Mallouh Arafat Abu, Qawaqneh Zakariya, Barkana Buket D
1Computer Science and Engineering Department, University of Bridgeport, Bridgeport, CT 06604 USA.
2Electrical Engineering Department, University of Bridgeport, Bridgeport, CT 06604 USA.
Neural Comput Appl. 2018;30(8):2581-2593. doi: 10.1007/s00521-017-2848-4. Epub 2017 Jan 17.
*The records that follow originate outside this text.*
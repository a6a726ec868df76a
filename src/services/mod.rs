//! Candle series sources.

pub mod market_data;

pub use market_data::*;
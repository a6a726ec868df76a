//! Swingscope API Server
//!
//! Stateless HTTP API exposing swing detection and structure analysis.

use dotenvy::dotenv;
use swingscope::config::AppConfig;
use swingscope::core::http::start_server;
use swingscope::logging;
use tokio::signal;
use tracing::{error, info};

#[tokio::main]
async fn main() -> Result<(), Box<dyn std::error::Error>> {
    dotenv().ok();
    logging::init_logging();

    let config = AppConfig::from_env()?;
    info!(environment = %config.environment, "Starting Swingscope API Server");
    info!(port = config.port, "HTTP Server: http://0.0.0.0:{}", config.port);

    let server_handle = tokio::spawn(async move {
        if let Err(e) = start_server(config).await {
            error!(error = %e, "HTTP server error");
        }
    });

    tokio::select! {
        _ = signal::ctrl_c() => {
            info!("Shutting down API server...");
        }
        _ = server_handle => {
            error!("HTTP server stopped");
        }
    }

    Ok(())
}
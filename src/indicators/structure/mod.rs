pub mod classification;
pub mod swing;

pub use classification::{classify_pattern, classify_trend, label_swing_points, TREND_WINDOW};
pub use swing::detect_swing_points;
Speaker age and gender classification is one of the most challenging problems in speech signal processing. Recently with developing technologies, identifying speaker age and gender information has become a necessity for speaker verification and identification systems such as identifying suspects in criminal cases, improving human-machine interaction, and adapting music for awaiting people queue. Despite the intensive studies that have been conducted to extract descriptive and distinctive features, the classification accuracies are still not satisfactory. In this work, a model for generating bottleneck features from a deep neural network and a Gaussian Mixture Model-Universal Background Model (GMM-UBM) classifier are proposed for speaker age and gender classification problem. Deep neural network with a bottleneck layer is trained in an unsupervised manner for calculating the initial weights between layers. Then, it is trained and tuned in a supervised manner to generate transformed mel-frequency cepstral coefficients (T-MFCCs). The GMM-UBM is used to build a GMM model for each class, and the models are used to classify speaker age and gender. Age-annotated database of German telephone speech (aGender) is used to evaluate the proposed classification system. The newly generated T-MFCCs have shown potential to achieve significant classification improvements in speaker age and gender classification by using the GMM-UBM classifier. The proposed classification system achieved an overall accuracy of 57.63%. The highest accuracy is calculated as 72.97% for adult female speakers.
说话者年龄和性别分类是语音信号处理中最具挑战性的问题之一。近年来,随着技术的发展,识别说话者的年龄和性别信息已成为说话者验证和识别系统的必要条件,例如在刑事案件中识别嫌疑人、改善人机交互以及为排队等待的人适配音乐。尽管已经进行了大量研究来提取描述性和独特性特征,但分类准确率仍然不尽人意。在这项工作中,提出了一种用于说话者年龄和性别分类问题的、从深度神经网络生成瓶颈特征的模型以及高斯混合模型-通用背景模型(GMM-UBM)分类器。具有瓶颈层的深度神经网络以无监督方式进行训练,以计算层间的初始权重。然后,以有监督方式对其进行训练和调整,以生成变换后的梅尔频率倒谱系数(T-MFCC)。GMM-UBM用于为每个类别构建GMM模型,这些模型用于对说话者的年龄和性别进行分类。使用带有年龄标注的德国电话语音数据库(aGender)来评估所提出的分类系统。新生成的T-MFCC通过使用GMM-UBM分类器,在说话者年龄和性别分类中显示出实现显著分类改进的潜力。所提出的分类系统实现了57.63%的总体准确率。成年女性说话者的最高准确率计算为72.97%。